Authors: S.B. Alexander
Table of Contents
On the Edge of Destiny
Book three: The Vampire SEAL Series
Copyright © 2014 by S. B. Alexander.
All rights reserved
First Edition: October 2014
E-book ISBN-13: 978-0-9887762-6-5
Print ISBN-13: 978-0-9887762-7-2
Editor: Red Adept Publishing,
Editor: Terri Valentine
Cover Design by Streetlight Graphics,
No part of this book may be reproduced, scanned, or distributed in any printed or electronic form without permission. Please do not participate in or encourage piracy of copyrighted materials in violation of the author’s rights. Thank you for respecting the hard work of this author.
This is a work of fiction. Names, characters, places, and incidents either are the product of the author’s imagination or are used fictitiously, and any resemblance to locales, events, business establishments, or actual persons—living or dead—is entirely coincidental.
To all my fans! Thank you for taking this journey with me.
This book is dedicated to you
f today were my last day, then there was no place I’d rather be than nestled in the arms of the most gorgeous vampire, Webb London. I’d never imagined a world where my heart—and, quite possibly, my soul—connected to another so strongly as it did to him.

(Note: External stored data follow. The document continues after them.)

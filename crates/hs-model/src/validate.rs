//! Network model validation logic.

use std::collections::HashSet;

use hs_core::ModelId;

use crate::schema::NetworkModel;

pub const LATEST_VERSION: u32 = 1;

#[derive(thiserror::Error, Debug)]
pub enum ValidationError {
    #[error("Duplicate ID: {id} in {context}")]
    DuplicateId { id: ModelId, context: String },

    #[error("Invalid value: {field} = {value} ({reason})")]
    InvalidValue {
        field: String,
        value: String,
        reason: String,
    },

    #[error("Unsupported version: {version}")]
    UnsupportedVersion { version: u32 },
}

pub fn validate_model(model: &NetworkModel) -> Result<(), ValidationError> {
    if model.version > LATEST_VERSION {
        return Err(ValidationError::UnsupportedVersion {
            version: model.version,
        });
    }

    let mut node_ids = HashSet::new();
    for manhole in &model.manholes {
        if !node_ids.insert(manhole.node_id) {
            return Err(ValidationError::DuplicateId {
                id: manhole.node_id,
                context: "manholes".to_string(),
            });
        }
        for (field, level) in [
            ("surface_level", manhole.surface_level),
            ("bottom_level", manhole.bottom_level),
        ] {
            if let Some(v) = level {
                if !v.is_finite() {
                    return Err(ValidationError::InvalidValue {
                        field: format!("manhole {} {field}", manhole.node_id),
                        value: v.to_string(),
                        reason: "must be finite".to_string(),
                    });
                }
            }
        }
    }

    // Pipes and weirs live on the same flowline axis, so their ids share
    // one namespace.
    let mut line_ids = HashSet::new();
    for pipe in &model.pipes {
        if !line_ids.insert(pipe.line_id) {
            return Err(ValidationError::DuplicateId {
                id: pipe.line_id,
                context: "pipes".to_string(),
            });
        }
    }
    for weir in &model.weirs {
        if !line_ids.insert(weir.line_id) {
            return Err(ValidationError::DuplicateId {
                id: weir.line_id,
                context: "weirs".to_string(),
            });
        }
    }

    let mut pump_ids = HashSet::new();
    for pump in &model.pumps {
        if !pump_ids.insert(pump.pump_id) {
            return Err(ValidationError::DuplicateId {
                id: pump.pump_id,
                context: "pumps".to_string(),
            });
        }
        if let Some(capacity) = pump.capacity_l_s {
            if !capacity.is_finite() {
                return Err(ValidationError::InvalidValue {
                    field: format!("pump {} capacity_l_s", pump.pump_id),
                    value: capacity.to_string(),
                    reason: "must be finite".to_string(),
                });
            }
        }
    }

    Ok(())
}

#[cfg(test)]
mod tests {
    use super::*;
    use crate::schema::{ManholeDef, PipeDef, WeirDef};

    fn empty_model() -> NetworkModel {
        NetworkModel {
            version: 1,
            name: "t".to_string(),
            manholes: Vec::new(),
            pipes: Vec::new(),
            weirs: Vec::new(),
            pumps: Vec::new(),
        }
    }

    fn pipe(line_id: i64) -> PipeDef {
        PipeDef {
            line_id: ModelId::new(line_id),
            code: String::new(),
            display_name: String::new(),
            sewerage_type: None,
            invert_level_start: None,
            invert_level_end: None,
            cross_section: None,
            start_node_id: ModelId::new(1),
            end_node_id: ModelId::new(2),
        }
    }

    #[test]
    fn duplicate_manhole_node_is_rejected() {
        let mut model = empty_model();
        for _ in 0..2 {
            model.manholes.push(ManholeDef {
                node_id: ModelId::new(7),
                code: String::new(),
                display_name: String::new(),
                surface_level: None,
                bottom_level: None,
            });
        }
        assert!(matches!(
            validate_model(&model),
            Err(ValidationError::DuplicateId { .. })
        ));
    }

    #[test]
    fn pipe_and_weir_share_the_line_namespace() {
        let mut model = empty_model();
        model.pipes.push(pipe(5));
        model.weirs.push(WeirDef {
            line_id: ModelId::new(5),
            code: String::new(),
            display_name: String::new(),
            crest_level: None,
        });
        assert!(matches!(
            validate_model(&model),
            Err(ValidationError::DuplicateId { .. })
        ));
    }

    #[test]
    fn newer_version_is_rejected() {
        let mut model = empty_model();
        model.version = LATEST_VERSION + 1;
        assert!(matches!(
            validate_model(&model),
            Err(ValidationError::UnsupportedVersion { .. })
        ));
    }

    #[test]
    fn nonfinite_surface_level_is_rejected() {
        let mut model = empty_model();
        model.manholes.push(ManholeDef {
            node_id: ModelId::new(1),
            code: String::new(),
            display_name: String::new(),
            surface_level: Some(f64::NAN),
            bottom_level: None,
        });
        assert!(matches!(
            validate_model(&model),
            Err(ValidationError::InvalidValue { .. })
        ));
    }
}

I was drunk from his touch, his kiss, his presence, and I didn’t want our date to end.
But reality trumped the world I lived in, and life knocked on the door. It was time to leave.
Reluctantly, I slid back into the limo. I had three hours before I lost my glass slipper. Midnight loomed, and Dad was expecting me.
Threading his fingers through my hair, Webb kissed my temple. “I had a great time today, Jo,” he whispered. “Did you?”
“I did.” I sneaked my hand under his shirt, tracing circles around his navel.
Any chance he gave me I explored his body, learning every curve, dip, and valley above the waist. I had an inkling my bloodlust was going to take a backseat to my craving for the sexy vampire.
As the limo rolled down the coastal highway, I reminisced about the magnificent day that Webb and I spent together at his secluded house on the coast in Maine. It was my first date ever, and I’d had no idea what to expect. Most of the girls in school went out on dates to movies or out to eat. My best friend, Darcy Rose, had shared her experience with me. Her first date had been with a boy who had taken her to see one of the Harry Potter movies. At first she’d been nervous. They hardly talked on the way to the theater, but after the movie ended they went for pizza and discussed what they liked and disliked about it. According to her, the movie was a great icebreaker.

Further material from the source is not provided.